Flashback to Dinnertime, six years ago. (What follows is the truth, with no exaggeration.)
It’s a weekday evening around 7:30 when I turn the door key and enter the snug two-story apartment I share with my very new husband and mute, elderly cat. He’s still at work for at least another hour; I’ve finished my workday and regular sweat session at the gym and still have time to spare before my primetime TV-fest begins. Kitty Poo Poo greets me with her five pounds of quiet, twisting her body through my legs and around my ankles, moving her tiny jaws open and closed in her speechless mew. I drop my gym bag and keys on the doormat and lift her easily, rubbing my nose in her ears as I climb the steps to shower.
Fifteen minutes later, we descend the stairs, me in pajamas and wet hair and Kitty at my heels. As we walk to the kitchen, I grab the TV remote from the end table and flick on my channel to let it rev while I cook. In the kitchen, I open cabinets, drawers and the refrigerator and assemble my goods: bowl, box of Cheerios, tablespoon, milk. Kitty waits prissily on her bottom at my feet while I assemble hers: food bowl, pouch of Fancy Feast. I serve her dinner first, then make my own.

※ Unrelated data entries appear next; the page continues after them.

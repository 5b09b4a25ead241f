use std::collections::BTreeMap;

use serde::{Deserialize, Serialize};

pub const NODE_LABELS: [&str; 7] = [
    "Drug", "Disease", "Biomarker", "Test", "Cancer", "Law", "Article",
];

pub const RELATIONSHIP_TYPES: [&str; 9] = [
    "HAS_BIOMARKER",
    "TESTED_BY",
    "TARGETS",
    "INDICATED_FOR",
    "CANCER_TYPE",
    "IS_A",
    "HAS_CHILD",
    "REFERS_TO",
    "CROSS_LAW_REFERS_TO",
];

/// Counts read back from the store after a load.
#[derive(Debug, Default, Clone, Serialize, Deserialize)]
pub struct VerificationReport {
    pub node_counts: BTreeMap<String, i64>,
    pub relationship_counts: BTreeMap<String, i64>,
}

impl VerificationReport {
    pub fn total_nodes(&self) -> i64 {
        self.node_counts.values().sum()
    }

    pub fn total_relationships(&self) -> i64 {
        self.relationship_counts.values().sum()
    }
}

#[cfg(test)]
mod tests {
    use super::*;

    #[test]
    fn test_report_serializes_with_counts() {
        let mut report = VerificationReport::default();
        report.node_counts.insert("Drug".to_string(), 3);
        report.relationship_counts.insert("TARGETS".to_string(), 5);

        let json = serde_json::to_string(&report).unwrap();
        let back: VerificationReport = serde_json::from_str(&json).unwrap();
        assert_eq!(back.node_counts["Drug"], 3);
        assert_eq!(back.total_relationships(), 5);
    }
}
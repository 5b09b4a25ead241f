use std::collections::{BTreeMap, BTreeSet};
use std::path::{Path, PathBuf};

use serde::{Deserialize, Serialize};
use tracing::debug;

use crate::error::StoreError;

/// Resume cursor for one acquisition source: the last fully processed page
/// and the natural keys of every item already extracted.
#[derive(Debug, Clone, Default, Serialize, Deserialize)]
pub struct SourceCursor {
    pub last_page: u32,
    pub processed_keys: BTreeSet<String>,
}

/// On-disk shape: one JSON object keyed by source name, so several scrapers
/// can share a checkpoint file as long as each source has a single writer.
type CheckpointFile = BTreeMap<String, SourceCursor>;

/// Crash-safe `(last_page, processed_keys)` store for one named source.
///
/// Marks are buffered in memory; `flush()` rewrites the file atomically, so
/// anything flushed survives a crash and anything after the last flush is
/// re-done on restart. Duplicate marks are no-ops, which makes the re-doing
/// harmless.
#[derive(Debug)]
pub struct CheckpointStore {
    path: PathBuf,
    source: String,
    entries: CheckpointFile,
}

impl CheckpointStore {
    /// Opens the checkpoint file and binds this handle to `source`.
    ///
    /// A missing file starts a fresh cursor. A file that exists but cannot
    /// be parsed is fatal: the operator decides whether to discard it.
    pub fn open(path: impl Into<PathBuf>, source: &str) -> Result<Self, StoreError> {
        let path = path.into();
        let entries = match std::fs::read_to_string(&path) {
            Ok(raw) => serde_json::from_str(&raw).map_err(|e| StoreError::Corrupt {
                path: path.clone(),
                reason: e.to_string(),
            })?,
            Err(e) if e.kind() == std::io::ErrorKind::NotFound => CheckpointFile::new(),
            Err(e) => return Err(e.into()),
        };
        Ok(Self {
            path,
            source: source.to_string(),
            entries,
        })
    }

    pub fn source(&self) -> &str {
        &self.source
    }

    pub fn path(&self) -> &Path {
        &self.path
    }

    pub fn last_page(&self) -> u32 {
        self.cursor().map(|c| c.last_page).unwrap_or(0)
    }

    pub fn is_processed(&self, key: &str) -> bool {
        self.cursor()
            .map(|c| c.processed_keys.contains(key))
            .unwrap_or(false)
    }

    pub fn processed_count(&self) -> usize {
        self.cursor().map(|c| c.processed_keys.len()).unwrap_or(0)
    }

    /// Records a processed key. Returns `false` when the key was already
    /// present (the duplicate mark is a no-op).
    pub fn mark_processed(&mut self, key: &str) -> bool {
        self.cursor_mut().processed_keys.insert(key.to_string())
    }

    pub fn set_last_page(&mut self, page: u32) {
        self.cursor_mut().last_page = page;
    }

    /// Atomically rewrites the whole file (write to a sibling temp path,
    /// then rename). After this returns, a crash loses nothing.
    pub fn flush(&self) -> Result<(), StoreError> {
        let payload = serde_json::to_string_pretty(&self.entries)?;
        let tmp = self.path.with_extension("tmp");
        std::fs::write(&tmp, payload)?;
        std::fs::rename(&tmp, &self.path)?;
        debug!(
            source = %self.source,
            last_page = self.last_page(),
            processed = self.processed_count(),
            "checkpoint flushed"
        );
        Ok(())
    }

    fn cursor(&self) -> Option<&SourceCursor> {
        self.entries.get(&self.source)
    }

    fn cursor_mut(&mut self) -> &mut SourceCursor {
        self.entries.entry(self.source.clone()).or_default()
    }
}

She eats in the kitchen, I on the couch. She joins me as I put my bowl on the coffee table, settling into a furry black-and-white ball on my chest. The theme song to my favorite sitcom begins.
After the first show, my husband comes home. Kitty jumps to greet him and returns to my chest. He kisses me where I lay, then changes into comfortable clothes and sits with us on the oversized chair next to me with a huge blanket and a saucepan of Chunky soup.

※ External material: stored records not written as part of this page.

//! Core DDNS engine
//!
//! The DdnsEngine is responsible for:
//! - Discovering the current public IP via IpSource
//! - Reading the DNS-recorded IP via DnsProvider
//! - Updating the record when the two diverge
//! - Sleeping between cycles until cancelled
//!
//! ## Architecture
//!
//! ```text
//!                       ┌──────────────┐
//!                       │  DdnsEngine  │
//!                       └──────────────┘
//!                              │
//!        ┌─────────────────────┼─────────────────────┐
//!        │                     │                     │
//!        ▼                     ▼                     ▼
//! ┌─────────────┐      ┌──────────────┐      ┌─────────────┐
//! │  IpSource   │      │ DnsProvider  │      │   Events    │
//! │ (current)   │      │ (zone/read/  │      │  (notify)   │
//! └─────────────┘      │  update)     │      └─────────────┘
//!                      └──────────────┘
//! ```
//!
//! ## Cycle Flow
//!
//! 1. Resolve the current public IP
//! 2. Resolve the zone id of the configured domain
//! 3. Read the DNS-recorded IP of the configured subdomain
//! 4. If the two differ (byte-for-byte), write the current IP with the configured TTL
//! 5. Sleep for the configured interval, then repeat
//!
//! A failure at any step aborts the cycle; no further calls are made in it.
//! What happens next is decided by the configured [`FailurePolicy`].

use crate::config::{DdnsConfig, FailurePolicy};
use crate::error::{Error, Result};
use crate::traits::{DnsProvider, IpSource, RecordUpdate};
use std::time::Duration;
use tokio::sync::mpsc;
use tokio_util::sync::CancellationToken;
use tracing::{debug, error, info, warn};

/// Events emitted by the DdnsEngine
#[derive(Debug, Clone, PartialEq, Eq)]
pub enum EngineEvent {
    /// Engine started
    Started {
        record_name: String,
    },

    /// A reconciliation cycle began
    CycleStarted {
        cycle: u64,
    },

    /// DNS update skipped (record already matches)
    UpdateSkipped {
        record_name: String,
        current_ip: String,
    },

    /// DNS update succeeded
    UpdateSucceeded {
        record_name: String,
        previous_ip: String,
        new_ip: String,
    },

    /// A cycle failed after all retries
    CycleFailed {
        cycle: u64,
        error: String,
        retry_count: usize,
    },

    /// Engine stopped
    Stopped {
        reason: String,
    },
}

/// Result of one successful reconciliation cycle
#[derive(Debug, Clone, PartialEq, Eq)]
pub enum CycleOutcome {
    /// DNS already pointed at the current IP
    Unchanged {
        ip: String,
    },
    /// DNS was rewritten
    Updated {
        previous_ip: String,
        new_ip: String,
    },
}

/// Core DDNS engine
///
/// The engine runs one reconciliation cycle at a time on the calling task.
/// Exactly one cycle's network calls are in flight at any moment, and the
/// next cycle starts only after the full interval has elapsed following the
/// previous cycle's completion or failure.
///
/// ## Lifecycle
///
/// 1. Create with [`DdnsEngine::new()`]
/// 2. Start with [`DdnsEngine::run()`]
/// 3. Engine runs until the cancellation token fires (or, under
///    [`FailurePolicy::Exit`], until a cycle fails)
pub struct DdnsEngine {
    /// IP source for the current public address
    ip_source: Box<dyn IpSource>,

    /// DNS provider for the zone and record
    provider: Box<dyn DnsProvider>,

    /// Registered domain name
    domain: String,

    /// Record name within the domain
    subdomain: String,

    /// TTL written with every update
    ttl: u32,

    /// Sleep between cycles
    interval: Duration,

    /// What to do when a cycle fails
    on_error: FailurePolicy,

    /// Maximum retries of a failed cycle
    max_retries: usize,

    /// Delay before the first retry
    retry_delay: Duration,

    /// Event sender for external monitoring
    event_tx: mpsc::Sender<EngineEvent>,
}

impl DdnsEngine {
    /// Create a new DDNS engine
    ///
    /// # Parameters
    ///
    /// - `ip_source`: IP source implementation
    /// - `provider`: DNS provider implementation
    /// - `config`: DDNS configuration
    ///
    /// # Returns
    ///
    /// A tuple of (engine, event_receiver) where event_receiver yields engine events
    pub fn new(
        ip_source: Box<dyn IpSource>,
        provider: Box<dyn DnsProvider>,
        config: DdnsConfig,
    ) -> Result<(Self, mpsc::Receiver<EngineEvent>)> {
        config.validate()?;

        let (tx, rx) = mpsc::channel(config.engine.event_channel_capacity);

        let engine = Self {
            ip_source,
            provider,
            interval: config.interval(),
            retry_delay: config.engine.retry_delay(),
            domain: config.domain,
            subdomain: config.subdomain,
            ttl: config.ttl,
            on_error: config.engine.on_error,
            max_retries: config.engine.max_retries,
            event_tx: tx,
        };

        Ok((engine, rx))
    }

    /// Run the reconciliation loop
    ///
    /// Cancelling `shutdown` interrupts the sleep, or an in-flight cycle,
    /// promptly.
    ///
    /// # Returns
    ///
    /// - `Ok(())`: Clean shutdown
    /// - `Err(Error)`: A cycle failed under [`FailurePolicy::Exit`]
    pub async fn run(&self, shutdown: CancellationToken) -> Result<()> {
        self.emit_event(EngineEvent::Started {
            record_name: self.record_name(),
        });
        info!(
            "Reconciling {} via {} every {}s",
            self.record_name(),
            self.provider.provider_name(),
            self.interval.as_secs()
        );

        let mut cycle: u64 = 0;
        loop {
            cycle += 1;
            self.emit_event(EngineEvent::CycleStarted { cycle });

            let result = tokio::select! {
                biased;
                _ = shutdown.cancelled() => break,
                result = self.run_cycle_with_retry(cycle) => result,
            };

            if let Err(e) = result {
                match self.on_error {
                    FailurePolicy::Exit => {
                        error!("Cycle {} failed, stopping: {}", cycle, e);
                        self.emit_event(EngineEvent::Stopped {
                            reason: format!("Cycle failed: {}", e),
                        });
                        return Err(e);
                    }
                    FailurePolicy::Retry => {
                        error!("Cycle {} failed, waiting for next interval: {}", cycle, e);
                    }
                }
            }

            info!("Sleeping for {}s", self.interval.as_secs());
            tokio::select! {
                biased;
                _ = shutdown.cancelled() => break,
                _ = tokio::time::sleep(self.interval) => {}
            }
        }

        info!("Shutdown signal received");
        self.emit_event(EngineEvent::Stopped {
            reason: "Shutdown signal".to_string(),
        });

        Ok(())
    }

    /// Run a single reconciliation cycle
    ///
    /// Resolves the current IP, the zone id and the DNS-recorded IP in that
    /// order, then writes the record if the two addresses differ. The first
    /// failing step aborts the cycle.
    pub async fn run_cycle(&self) -> Result<CycleOutcome> {
        let current_ip = self.ip_source.current().await?;
        if current_ip.is_empty() {
            return Err(Error::ip_source(format!(
                "{} returned an empty address",
                self.ip_source.source_name()
            )));
        }
        debug!("Current IP: {}", current_ip);

        let zone_id = self.provider.zone_id(&self.domain).await?;
        debug!("Zone ID for {}: {}", self.domain, zone_id);

        let dns_ip = self.provider.read_record(&zone_id, &self.subdomain).await?;
        debug!("IP in DNS: {}", dns_ip);

        if current_ip == dns_ip {
            info!("Current IP is correct, no need to update: {}", current_ip);
            self.emit_event(EngineEvent::UpdateSkipped {
                record_name: self.record_name(),
                current_ip: current_ip.clone(),
            });
            return Ok(CycleOutcome::Unchanged { ip: current_ip });
        }

        info!("IP has changed!");
        info!("Current IP: {}", current_ip);
        info!("IP in DNS: {}", dns_ip);
        info!("Updating {} with IP {}", self.record_name(), current_ip);

        let update = RecordUpdate::a(self.subdomain.as_str(), self.ttl, current_ip.as_str());
        self.provider.update_record(&zone_id, &update).await?;

        self.emit_event(EngineEvent::UpdateSucceeded {
            record_name: self.record_name(),
            previous_ip: dns_ip.clone(),
            new_ip: current_ip.clone(),
        });

        Ok(CycleOutcome::Updated {
            previous_ip: dns_ip,
            new_ip: current_ip,
        })
    }

    /// Run a cycle, retrying a failed one according to the failure policy
    ///
    /// Under [`FailurePolicy::Exit`] there are no retries.
    async fn run_cycle_with_retry(&self, cycle: u64) -> Result<CycleOutcome> {
        let max_retries = match self.on_error {
            FailurePolicy::Retry => self.max_retries,
            FailurePolicy::Exit => 0,
        };

        let mut delay = self.retry_delay.min(self.interval);
        let mut attempt = 0;
        loop {
            match self.run_cycle().await {
                Ok(outcome) => return Ok(outcome),
                Err(e) if attempt < max_retries => {
                    attempt += 1;
                    warn!(
                        "Cycle {} attempt {} failed: {}. Retrying in {}s",
                        cycle,
                        attempt,
                        e,
                        delay.as_secs()
                    );
                    tokio::time::sleep(delay).await;
                    delay = next_retry_delay(delay, self.interval);
                }
                Err(e) => {
                    self.emit_event(EngineEvent::CycleFailed {
                        cycle,
                        error: e.to_string(),
                        retry_count: attempt,
                    });
                    return Err(e);
                }
            }
        }
    }

    /// Fully qualified name of the managed record
    fn record_name(&self) -> String {
        if self.subdomain == "@" {
            self.domain.clone()
        } else {
            format!("{}.{}", self.subdomain, self.domain)
        }
    }

    /// Emit an engine event
    fn emit_event(&self, event: EngineEvent) {
        // Nobody listening is fine; a full channel means the consumer is behind
        if let Err(mpsc::error::TrySendError::Full(_)) = self.event_tx.try_send(event) {
            warn!("Event channel full, dropping event. Consider increasing event_channel_capacity.");
        }
    }
}

/// Double the retry delay, never exceeding `cap`
fn next_retry_delay(delay: Duration, cap: Duration) -> Duration {
    delay.saturating_mul(2).min(cap)
}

We watch TV. Sometimes, we order pizza.
Fast-forward to Dinnertime, Present Day. (What follows is the truth, with no exaggeration.)
It’s 4:30 in the afternoon. Our first house has replaced our apartment; four- and one-year-old little boys have replaced Kitty Poo Poo, God rest her soul. My office workday has given way to my home workday. My sweat sessions at the gym are infrequent and do not necessitate a gym bag; a plastic grocery bag knotted around dirty diapers waiting to go to the trash sits in place of my blue Nike duffel on the inner doormat. I dropped the house keys near the stinky diaper refuse when I entered an hour ago with my arms full of packages and children. My toddler finds them and sits on the kitchen floor pushing the panic button on my car alarm remote. The car is parked three feet from the kitchen sun doors and it blares like a test of the citywide emergency broadcast system. My son is unfazed. He pushes harder.